Occupational exposure to polycyclic aromatic hydrocarbons and risk of prostate cancer


Background: Several industries entailing exposure to polycyclic aromatic hydrocarbons (PAHs) are known or suspected carcinogens. A handful of studies have assessed the role of PAHs exposure in prostate cancer risk, but none has examined tumor aggressiveness or the influence of screening practices and detection issues. We aimed to examine the association between lifetime occupational exposure to PAHs and prostate cancer risk.

Methods: Detailed work histories were collected from 1,929 prostate cancer cases (436 aggressive) and 1,994 controls from Montreal, Canada (2005-2012). Industrial hygienists applied the hybrid expert approach to assign intensity, frequency and certainty of exposure to benzo[a]pyrene, PAHs from wood, coal, petroleum, other sources, and any source, in each job held. Odds ratios (ORs) for prostate cancer risk associated with lifetime PAHs exposure, adjusted for age, ancestry, education, lifestyle and occupational factors, and 95% confidence intervals (CI), were estimated using unconditional logistic regression.

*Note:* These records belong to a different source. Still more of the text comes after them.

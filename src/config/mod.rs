// ==========================================
// 库存分配引擎 - 配置层
// ==========================================
// 职责: 引擎配置（缓存/数据源）+ 调用方提交的分配设置
// ==========================================

pub mod engine_config;
pub mod settings;

pub use engine_config::{default_config_path, CacheConfig, ConfigError, EngineConfig, FeedConfig};
pub use settings::{AssignmentSettings, PrioritySettings, RatioWeights, SettingsError};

Results: After restriction to probable and definite exposures, and application of a 5-year lag, no clear association emerged for any of the PAHs, although small excesses in risk were apparent with 5-year increments in exposure to PAHs from wood (OR = 1.06, 95%CI 0.95 to 1.18). While analyses by cancer aggressiveness suggested no major differences, some elevated risk of high-grade cancer was observed for exposure to PAHs from wood (OR = 1.37, 95%CI 0.65 to 2.89), frequently occurring among firefighters.

Conclusion: Findings provide weak support for an association between occupational exposure to PAHs from wood and prostate cancer risk.